In the event of a renewed slowdown in the US and Europe, the impact in India is likely to be “deeper” and “more prolonged”, since India's fiscal capacity has shrunk compared to pre-2008 levels, said Standard & Poor's Rating Services (S&P). Another global slowdown would require governments to use their fiscal capacities to support their economies and financial sectors once again, the rating agency said in a note.
“The fiscal capacities of Japan, India, Malaysia, Taiwan and New Zealand have shrunk relative to pre-2008 levels. If a renewed slowdown comes, it would likely create a deeper and more prolonged impact than the last one,” S&P said in a release.
S&P downgraded the US sovereign rating from AAA to AA+, with a negative outlook on Friday.
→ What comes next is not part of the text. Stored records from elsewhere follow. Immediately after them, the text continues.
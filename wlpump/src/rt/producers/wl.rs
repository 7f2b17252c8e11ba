use crate::{
	pump::{Event, Pump, State},
	rt::{Interest, Producer, Readiness},
	transport::Transport,
	Result,
};

impl<T: Transport> Producer for Pump<T> {
	type Message<'a> = Event<'a>;
	type Ret = Result<()>;

	fn fd(&self) -> std::os::fd::RawFd {
		Pump::fd(self)
	}

	fn interest(&self) -> Interest {
		Pump::interest(self)
	}

	fn call(
		&mut self,
		readiness: Readiness,
		callback: &mut impl FnMut(Self::Message<'_>) -> Self::Ret,
	) -> Result<std::ops::ControlFlow<()>> {
		if readiness.readable {
			self.on_readable(callback)?;
		}

		if readiness.writable {
			self.on_writable(callback)?;
		}

		if self.state() == State::Closed {
			return Ok(std::ops::ControlFlow::Break(()));
		}

		Ok(std::ops::ControlFlow::Continue(()))
	}

	fn cancel(&mut self) {
		self.shutdown();
	}
}
pub type Result<T> = std::result::Result<T, Error>;

#[derive(Debug, thiserror::Error)]
pub enum Error {
	#[error("{0}")]
	Message(String),

	#[error("message truncated: needed {needed} more bytes")]
	Truncated { needed: usize },

	#[error("{0} trailing bytes after arguments")]
	TrailingData(usize),

	#[error("{0} is not a wayland argument type")]
	Unsupported(&'static str),

	#[error("invalid message size {size} for object {object_id}")]
	InvalidSize { object_id: u32, size: usize },

	#[error("string argument is not valid utf-8")]
	InvalidString(#[from] std::str::Utf8Error),
}

impl serde::ser::Error for Error {
	fn custom<T>(msg: T) -> Self
	where
		T: std::fmt::Display,
	{
		Self::Message(msg.to_string())
	}
}

impl serde::de::Error for Error {
	fn custom<T>(msg: T) -> Self
	where
		T: std::fmt::Display,
	{
		Self::Message(msg.to_string())
	}
}
mod callback;
mod client;
mod display;
mod registry;

pub use callback::*;
pub use client::*;
pub use display::*;
pub use registry::*;

use crate::Result;

pub trait Object {
	fn interface(&self) -> &'static str;

	/// Decodes one event. Anything that touches other objects goes into
	/// `changes` and is applied by the [`Client`] afterwards.
	fn handle(&mut self, op: u16, params: &[u8], changes: &mut Vec<Change>) -> Result<()>;
}

#[derive(Debug, Clone, PartialEq, Eq)]
pub enum Change {
	DeleteId(u32),
	GlobalAdded(Global),
	GlobalRemoved(u32),
	Done { callback: u32, data: u32 },
}

#[derive(Debug, Clone, PartialEq, Eq)]
pub struct Global {
	pub name: u32,
	pub interface: String,
	pub version: u32,
}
The downgrade raised concerns of continuing turmoil in global financial markets, as investors re-allocate portfolios to tackle heightened risk perceptions stemming from the downgrade and the sharp fall in US equity markets last week.
On whether the action would have any impact on growth in emerging market economies, S&P analysts, in a conference call, said, “We have about 20 ratings from AAA to the default level. Hence, going from the highest rating to the next highest rating is like going from indigo to navy blue. It is not going to have immediate impact on emerging markets because the fundamental reforms they took earlier in the decade improved their external positions. Many of them are in a better shape.”
“However, the US rating change, together with the weakening sovereign credit worthiness in Europe, does point to dampened market sentiment, potential rising funding costs in offshore markets, and reduction/reversal of capital flows,” S&P said.
Prolonged market disruption could also hit highly leveraged entities seeking the rollover of debt or new funding, as the risk of refinance rising, owing to reduced liquidity, increased spreads and rise in funding costs, the report said. A reduced demand from the US could exert strong pressure on the profitability of large exporters from China, Korea, Japan, Singapore and Hong Kong. “The corporate sector would need to contend with fluctuations in exchange rates and sharp movements in input costs,” the statement said.